Thankfully as we opened more and more apartment blocks and hotels the skills that we had hastily acquired along the way helped us to create a new style of attaining our own enquiries, which has helped with how we have defined our companies DNA that now runs right through our company.
30 James Street
In 2013, following the successful of Signature Living, myself and Katie acquired Albion House, a Grade II* Listed building that was formerly the White Star Line’s headquarters, and was designed by Richard Norman Shaw and J. Francis Doyle in 1896. The building was the HQ for the shipping company that produced some of the biggest and best ships in the world at the time of their launch, and so it was also RMS Titanic’s port of registry.
We both fell in love with the history and architecture of the building, and wanted to create a hotel that commemorated not just the White Star Line and RMS Titanic, but celebrated the city of Liverpool’s extensive maritime history.
This was no easy task, not only did we have to try and convince many individual investors to trust in our newly formed company, but we also had to contend with a very structured planning policy due to its National heritage status of Grade 2 star, you then have to contend with Conservation and the Victorian Society, if you have ever heard of the terminology of spinning plates, then this was like spinning tables.
I can see why developers do not wish to step into this cauldron and then as if it can’t get any worse you have to shoe horn a modern hotel into a listed building and bring the project in on time and on budget and then pull out your last bit of energy and try and fill the hotel, because if you do not, you could lose it all.

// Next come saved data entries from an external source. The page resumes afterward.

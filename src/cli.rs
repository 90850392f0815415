//! Command-line argument groups for the `run` and `test-connection` commands.
//!
//! Every flag has an environment variable fallback. Workload flags left
//! unset keep the values of the selected profile, or the defaults when no
//! profile is selected.

use crate::config::duration::parse_duration;
use crate::config::{ExportConfig, IdentityConfig, OutputConfig, RunnerConfig, TestConfig};
use anyhow::Context;
use clap::Args;
use loadgen_core::{
    ConnectionConfig, NodeAddress, OpKind, RunPlan, TlsConfig, ValueSize, WorkloadKind,
    WorkloadSpec,
};
use loadgen_profiles::Profile;
use std::collections::BTreeMap;
use std::path::PathBuf;
use std::time::Duration;

#[derive(Args, Debug, Clone)]
pub struct ConnectionArgs {
    /// Server host
    #[arg(long, default_value = "localhost", env = "REDIS_HOST")]
    pub host: String,

    /// Server port
    #[arg(long, default_value_t = 6379, env = "REDIS_PORT")]
    pub port: u16,

    /// ACL username
    #[arg(long, env = "REDIS_USERNAME")]
    pub username: Option<String>,

    /// Password
    #[arg(long, env = "REDIS_PASSWORD")]
    pub password: Option<String>,

    /// Database number (standalone only)
    #[arg(long, default_value_t = 0, env = "REDIS_DB")]
    pub db: u32,

    /// Connect in cluster mode
    #[arg(long, env = "REDIS_CLUSTER")]
    pub cluster: bool,

    /// Cluster nodes (host:port,...); defaults to --host/--port
    #[arg(long, value_delimiter = ',', env = "REDIS_CLUSTER_NODES")]
    pub cluster_nodes: Vec<NodeAddress>,

    /// Use TLS
    #[arg(long, env = "REDIS_TLS")]
    pub tls: bool,

    /// Skip server certificate verification
    #[arg(long, env = "REDIS_TLS_INSECURE")]
    pub tls_insecure: bool,

    /// PEM bundle of trusted CA certificates
    #[arg(long, value_name = "PATH", env = "REDIS_TLS_CA_CERTS")]
    pub tls_ca_certs: Option<PathBuf>,

    /// PEM client certificate
    #[arg(long, value_name = "PATH", env = "REDIS_TLS_CERT_FILE")]
    pub tls_cert_file: Option<PathBuf>,

    /// PEM client private key
    #[arg(long, value_name = "PATH", env = "REDIS_TLS_KEY_FILE")]
    pub tls_key_file: Option<PathBuf>,

    /// Name used for SNI and certificate verification
    #[arg(long, env = "REDIS_TLS_SERVER_NAME")]
    pub tls_server_name: Option<String>,

    /// Read/write timeout (e.g. 5, 500ms, 2s)
    #[arg(long, default_value = "5s", value_parser = parse_duration, env = "REDIS_SOCKET_TIMEOUT")]
    pub socket_timeout: Duration,

    /// Connect timeout
    #[arg(long, default_value = "5s", value_parser = parse_duration, env = "REDIS_CONNECT_TIMEOUT")]
    pub connect_timeout: Duration,

    /// Maximum connections per client
    #[arg(long, default_value_t = 50, env = "REDIS_MAX_CONNECTIONS")]
    pub max_connections: usize,

    /// Consecutive failed connects before a connection gives up
    #[arg(long, default_value_t = 3, env = "REDIS_CLIENT_RETRY_ATTEMPTS")]
    pub retry_attempts: u32,

    /// First reconnect delay
    #[arg(long, default_value = "100ms", value_parser = parse_duration, env = "REDIS_BACKOFF_BASE")]
    pub backoff_base: Duration,

    /// Reconnect delay ceiling
    #[arg(long, default_value = "5s", value_parser = parse_duration, env = "REDIS_BACKOFF_MAX")]
    pub backoff_max: Duration,

    /// Idle time after which a connection is pinged before use (0 disables)
    #[arg(long, default_value = "30s", value_parser = parse_duration, env = "REDIS_HEALTH_CHECK_INTERVAL")]
    pub health_check_interval: Duration,

    /// Name announced with CLIENT SETNAME
    #[arg(long, default_value = "kv-loadgen", env = "REDIS_CLIENT_NAME")]
    pub client_name: String,
}

impl ConnectionArgs {
    pub fn to_config(&self) -> ConnectionConfig {
        let defaults = ConnectionConfig::default();
        ConnectionConfig {
            client_name: self.client_name.clone(),
            host: self.host.clone(),
            port: self.port,
            username: self.username.clone(),
            password: self.password.clone(),
            database: self.db,
            cluster_mode: self.cluster,
            cluster_nodes: self.cluster_nodes.clone(),
            tls: TlsConfig {
                enabled: self.tls,
                verify_peer: !self.tls_insecure,
                ca_certs: self.tls_ca_certs.clone(),
                cert_file: self.tls_cert_file.clone(),
                key_file: self.tls_key_file.clone(),
                server_name: self.tls_server_name.clone(),
            },
            socket_timeout: self.socket_timeout,
            connect_timeout: self.connect_timeout,
            max_connections: self.max_connections,
            retry_attempts: self.retry_attempts,
            backoff_base: self.backoff_base,
            backoff_multiplier: defaults.backoff_multiplier,
            backoff_max: self.backoff_max,
            health_check_interval: self.health_check_interval,
        }
    }
}

#[derive(Args, Debug, Clone)]
pub struct TestArgs {
    /// Number of client instances (connection pools)
    #[arg(long, default_value_t = 4, env = "TEST_CLIENT_INSTANCES")]
    pub clients: usize,

    /// Connections held by each client
    #[arg(long, default_value_t = 1, env = "TEST_CONNECTIONS_PER_CLIENT")]
    pub connections_per_client: usize,

    /// Worker threads per client
    #[arg(long, default_value_t = 10, env = "TEST_THREADS_PER_CLIENT")]
    pub threads_per_client: usize,

    /// Test duration (e.g. 60, 30s, 5m, 1h, PT60S); unbounded if not specified
    #[arg(long, value_parser = parse_duration, env = "TEST_DURATION")]
    pub duration: Option<Duration>,

    /// Aggregate throughput cap across all clients
    #[arg(long, env = "TEST_TARGET_OPS_PER_SECOND")]
    pub target_ops_per_second: Option<u64>,

    /// How long a worker waits for a free connection
    #[arg(long, default_value = "1s", value_parser = parse_duration, env = "TEST_ACQUIRE_TIMEOUT")]
    pub acquire_timeout: Duration,

    /// How long shutdown waits for workers to exit
    #[arg(long, default_value = "5s", value_parser = parse_duration, env = "TEST_JOIN_TIMEOUT")]
    pub join_timeout: Duration,
}

impl TestArgs {
    pub fn to_plan(&self) -> RunPlan {
        RunPlan::new(
            self.clients,
            self.connections_per_client,
            self.threads_per_client,
        )
        .with_duration(self.duration.filter(|d| !d.is_zero()))
        .with_target_ops_per_second(self.target_ops_per_second)
        .with_acquire_timeout(self.acquire_timeout)
        .with_join_timeout(self.join_timeout)
    }
}

#[derive(Args, Debug, Clone)]
pub struct WorkloadArgs {
    /// Pre-defined workload profile (see list-profiles)
    #[arg(long, env = "TEST_WORKLOAD_PROFILE")]
    pub workload_profile: Option<Profile>,

    /// Workload kind: single, pipelined, transactional or pubsub
    #[arg(long, env = "TEST_WORKLOAD_KIND")]
    pub workload_kind: Option<WorkloadKind>,

    /// Comma-separated list of operations
    #[arg(long, value_delimiter = ',', env = "TEST_OPERATIONS")]
    pub operations: Vec<OpKind>,

    /// Operation weights as JSON ({"SET": 0.4, "GET": 0.6}) or SET=0.4,GET=0.6
    #[arg(long, value_parser = parse_weights, env = "TEST_OPERATION_WEIGHTS")]
    pub operation_weights: Option<BTreeMap<OpKind, f64>>,

    /// Prefix for generated keys
    #[arg(long, env = "TEST_KEY_PREFIX")]
    pub key_prefix: Option<String>,

    /// Range of key ids (0 means ever-increasing ids)
    #[arg(long, env = "TEST_KEY_RANGE")]
    pub key_range: Option<u64>,

    /// Fixed value size in bytes (overrides min/max)
    #[arg(long, env = "TEST_VALUE_SIZE")]
    pub value_size: Option<usize>,

    /// Minimum value size in bytes
    #[arg(long, env = "TEST_VALUE_SIZE_MIN")]
    pub value_size_min: Option<usize>,

    /// Maximum value size in bytes
    #[arg(long, env = "TEST_VALUE_SIZE_MAX")]
    pub value_size_max: Option<usize>,

    /// Batch commands into pipelines
    #[arg(long, env = "TEST_USE_PIPELINE")]
    pub use_pipeline: bool,

    /// Commands per pipeline
    #[arg(long, env = "TEST_PIPELINE_SIZE")]
    pub pipeline_size: Option<usize>,

    /// Commands per transaction
    #[arg(long, env = "TEST_TRANSACTION_SIZE")]
    pub transaction_size: Option<usize>,

    /// Comma-separated list of pub/sub channels
    #[arg(long, value_delimiter = ',', env = "TEST_PUBSUB_CHANNELS")]
    pub pubsub_channels: Vec<String>,

    /// Ratio of read operations (informational)
    #[arg(long, env = "TEST_READ_WRITE_RATIO")]
    pub read_write_ratio: Option<f64>,
}

impl WorkloadArgs {
    /// Start from the profile (or defaults) and apply every flag that was given.
    pub fn to_spec(&self) -> WorkloadSpec {
        let mut spec = self
            .workload_profile
            .map(|p| p.workload())
            .unwrap_or_default();

        if !self.operations.is_empty() {
            spec.operations = self.operations.clone();
            if self.operation_weights.is_none() {
                spec.weights.clear();
            }
        }
        if let Some(weights) = &self.operation_weights {
            spec.weights = weights.clone();
        }
        if let Some(prefix) = &self.key_prefix {
            spec.key_prefix = prefix.clone();
        }
        if let Some(range) = self.key_range {
            spec.key_range = range;
        }
        spec.value_size = match (self.value_size, self.value_size_min, self.value_size_max) {
            (Some(size), _, _) => ValueSize::Fixed(size),
            (None, None, None) => spec.value_size,
            (None, min, max) => {
                let (current_min, current_max) = spec.value_size.bounds();
                ValueSize::Range {
                    min: min.unwrap_or(current_min),
                    max: max.unwrap_or(current_max),
                }
            }
        };
        if let Some(size) = self.pipeline_size {
            spec.pipeline_size = size;
        }
        if let Some(size) = self.transaction_size {
            spec.transaction_size = size;
        }
        if !self.pubsub_channels.is_empty() {
            spec.channels = self.pubsub_channels.clone();
        }
        if let Some(ratio) = self.read_write_ratio {
            spec.read_write_ratio = ratio;
        }

        if let Some(kind) = self.workload_kind {
            spec.kind = kind;
        } else if self.use_pipeline {
            spec.kind = WorkloadKind::Pipelined;
        } else if self.workload_profile.is_none()
            && spec.weighted_operations().iter().all(|(op, _)| op.is_pubsub())
        {
            spec.kind = WorkloadKind::PubSub;
        }
        spec
    }
}

/// Parse operation weights given as a JSON object or as `OP=weight` pairs.
pub fn parse_weights(s: &str) -> anyhow::Result<BTreeMap<OpKind, f64>> {
    let s = s.trim();
    if s.starts_with('{') {
        let raw: BTreeMap<String, f64> =
            serde_json::from_str(s).context("Invalid JSON operation weights")?;
        return raw
            .into_iter()
            .map(|(op, w)| Ok((op.parse::<OpKind>().map_err(anyhow::Error::msg)?, w)))
            .collect();
    }
    s.split(',')
        .filter(|pair| !pair.trim().is_empty())
        .map(|pair| {
            let (op, weight) = pair
                .split_once('=')
                .with_context(|| format!("Expected OP=weight, got '{pair}'"))?;
            let op = op.parse::<OpKind>().map_err(anyhow::Error::msg)?;
            let weight: f64 = weight
                .trim()
                .parse()
                .with_context(|| format!("Invalid weight for {op}: '{weight}'"))?;
            Ok((op, weight))
        })
        .collect()
}

#[derive(Args, Debug, Clone)]
pub struct OutputArgs {
    /// Logging level: DEBUG, INFO, WARNING or ERROR (RUST_LOG takes precedence)
    #[arg(long, default_value = "INFO", env = "LOG_LEVEL")]
    pub log_level: String,

    /// Append logs to this file instead of stderr
    #[arg(long, value_name = "PATH", env = "LOG_FILE")]
    pub log_file: Option<PathBuf>,

    /// Seconds between periodic stats reports (0 disables)
    #[arg(long, default_value_t = 5, env = "METRICS_INTERVAL")]
    pub metrics_interval: u64,

    /// Suppress periodic stats output
    #[arg(long)]
    pub quiet: bool,

    /// Write the final summary as JSON to this file instead of printing it
    #[arg(long, value_name = "PATH", env = "OUTPUT_FILE")]
    pub output_file: Option<PathBuf>,
}

impl OutputArgs {
    pub fn to_config(&self) -> OutputConfig {
        OutputConfig {
            log_level: self.log_level.clone(),
            log_file: self.log_file.clone(),
            metrics_interval: self.metrics_interval,
            quiet: self.quiet,
            output_file: self.output_file.clone(),
        }
    }
}

#[derive(Args, Debug, Clone)]
pub struct ExportArgs {
    /// Push metric batches as JSON to http://host:port/path
    #[arg(long, value_name = "URL", env = "METRICS_EXPORT_ENDPOINT")]
    pub export_endpoint: Option<String>,

    /// Append metric batches as JSON lines to this file
    #[arg(long, value_name = "PATH", env = "METRICS_EXPORT_FILE")]
    pub export_file: Option<PathBuf>,

    /// Service name label
    #[arg(long, default_value = "kv-loadgen", env = "SERVICE_NAME")]
    pub service_name: String,

    /// Application name label; the profile name is appended
    #[arg(long, default_value = "rust", env = "APP_NAME")]
    pub app_name: String,

    /// Instance id label (random UUID if not provided)
    #[arg(long, env = "INSTANCE_ID")]
    pub instance_id: Option<String>,

    /// Run id label (random UUID if not provided)
    #[arg(long, env = "RUN_ID")]
    pub run_id: Option<String>,

    /// Version label (defaults to the package version)
    #[arg(long, env = "VERSION")]
    pub version_label: Option<String>,
}

impl ExportArgs {
    pub fn to_configs(&self) -> (ExportConfig, IdentityConfig) {
        (
            ExportConfig {
                endpoint: self.export_endpoint.clone(),
                file: self.export_file.clone(),
            },
            IdentityConfig {
                app_name: self.app_name.clone(),
                service_name: self.service_name.clone(),
                instance_id: self.instance_id.clone(),
                run_id: self.run_id.clone(),
                version: self.version_label.clone(),
            },
        )
    }
}

#[derive(Args, Debug, Clone)]
pub struct RunArgs {
    #[command(flatten)]
    pub connection: ConnectionArgs,

    #[command(flatten)]
    pub test: TestArgs,

    #[command(flatten)]
    pub workload: WorkloadArgs,

    #[command(flatten)]
    pub output: OutputArgs,

    #[command(flatten)]
    pub export: ExportArgs,

    /// Load the configuration from a YAML/JSON file instead of the flags above
    #[arg(long, value_name = "PATH", env = "CONFIG_FILE")]
    pub config_file: Option<PathBuf>,

    /// Write the effective configuration to this file and exit
    #[arg(long, value_name = "PATH")]
    pub save_config: Option<PathBuf>,

    /// Seed worker random number generators for a repeatable operation sequence
    #[arg(long, env = "TEST_SEED")]
    pub seed: Option<u64>,
}

impl RunArgs {
    /// The effective configuration: the config file if given, else the flags.
    pub fn to_config(&self) -> anyhow::Result<RunnerConfig> {
        if let Some(path) = &self.config_file {
            return RunnerConfig::load(path);
        }
        let (export, identity) = self.export.to_configs();
        Ok(RunnerConfig {
            connection: self.connection.to_config(),
            test: TestConfig {
                profile: self.workload.workload_profile,
                plan: self.test.to_plan(),
                workload: self.workload.to_spec(),
            },
            output: self.output.to_config(),
            export,
            identity,
        })
    }
}
use super::stop::StopSignal;
use parking_lot::Mutex;
use std::time::{Duration, Instant};

/// Shared interval schedule for the workers of one pool.
///
/// Each call reserves the next free slot, so the pool as a whole approaches
/// the target rate however many workers share the limiter. After an idle
/// period at most one interval of backlog is made up.
#[derive(Debug)]
pub struct RateLimiter {
    interval: Duration,
    next: Mutex<Instant>,
}

impl RateLimiter {
    /// `None` for a non-positive or non-finite rate.
    pub fn new(ops_per_second: f64) -> Option<Self> {
        if !ops_per_second.is_finite() || ops_per_second <= 0.0 {
            return None;
        }
        Some(Self {
            interval: Duration::from_secs_f64(1.0 / ops_per_second),
            next: Mutex::new(Instant::now()),
        })
    }

    pub fn interval(&self) -> Duration {
        self.interval
    }

    fn reserve(&self) -> Instant {
        let mut next = self.next.lock();
        let now = Instant::now();
        let earliest = now.checked_sub(self.interval).unwrap_or(now);
        let slot = (*next).max(earliest);
        *next = slot + self.interval;
        slot
    }

    /// Wait for this caller's slot. Returns false if stopped while waiting.
    pub fn wait(&self, stop: &StopSignal) -> bool {
        let slot = self.reserve();
        if slot > Instant::now() {
            !stop.wait_until(slot)
        } else {
            !stop.is_stopped()
        }
    }
}

#[cfg(test)]
mod tests {
    use super::*;
    use std::sync::Arc;
    use std::thread;

    #[test]
    fn test_rejects_invalid_rates() {
        assert!(RateLimiter::new(0.0).is_none());
        assert!(RateLimiter::new(-5.0).is_none());
        assert!(RateLimiter::new(f64::INFINITY).is_none());
        assert_eq!(
            RateLimiter::new(100.0).unwrap().interval(),
            Duration::from_millis(10)
        );
    }

    #[test]
    fn test_slots_are_spaced_by_interval() {
        let limiter = RateLimiter::new(100.0).unwrap();
        let a = limiter.reserve();
        let b = limiter.reserve();
        let c = limiter.reserve();
        assert_eq!(b - a, Duration::from_millis(10));
        assert_eq!(c - b, Duration::from_millis(10));
    }

    #[test]
    fn test_shared_rate_across_threads() {
        let limiter = Arc::new(RateLimiter::new(200.0).unwrap());
        let stop = Arc::new(StopSignal::new());
        let start = Instant::now();
        let handles: Vec<_> = (0..4)
            .map(|_| {
                let limiter = Arc::clone(&limiter);
                let stop = Arc::clone(&stop);
                thread::spawn(move || {
                    for _ in 0..25 {
                        assert!(limiter.wait(&stop));
                    }
                })
            })
            .collect();
        for h in handles {
            h.join().unwrap();
        }
        // 100 slots at 5ms each: about half a second in total.
        let elapsed = start.elapsed();
        assert!(elapsed >= Duration::from_millis(450), "{elapsed:?}");
        assert!(elapsed < Duration::from_secs(3), "{elapsed:?}");
    }

    #[test]
    fn test_stop_interrupts_wait() {
        let limiter = RateLimiter::new(0.5).unwrap();
        let stop = StopSignal::new();
        assert!(limiter.wait(&stop));
        stop.stop();
        let start = Instant::now();
        assert!(!limiter.wait(&stop));
        assert!(start.elapsed() < Duration::from_secs(1));
    }
}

Quite daunting wouldn’t you say.
In April 2014, we successfully launched 30 James Street – Home of the Titanic, a Titanic-themed hotel in Liverpool. Each room commemorates a passenger or crew member aboard the famous ship, or celebrates a connection to the White Star Line company. We also launched Liverpool’s first rooftop bar, the Carpathia Champagne Bar and Restaurant, as well as the amazing Morgan’s Vault and Spa, offering a variety of relaxing spa treatments and packages.
The Shankly Hotel
The Shankly Hotel We could not be more excited for its opening. Liverpool is such an amazing city with so much history to be proud of, and my goal is to ensure our heritage is never forgotten. Bill Shankly means a great deal not just to football fans, but to the city of Liverpool, and the legacy he left behind lives on. Please browse the website for the latest news on this amazing project.
I’m very proud of my achievements over the years, and the path here has most definitely been exciting and rewarding; it is certainly a path I hope to stay on for many years to come.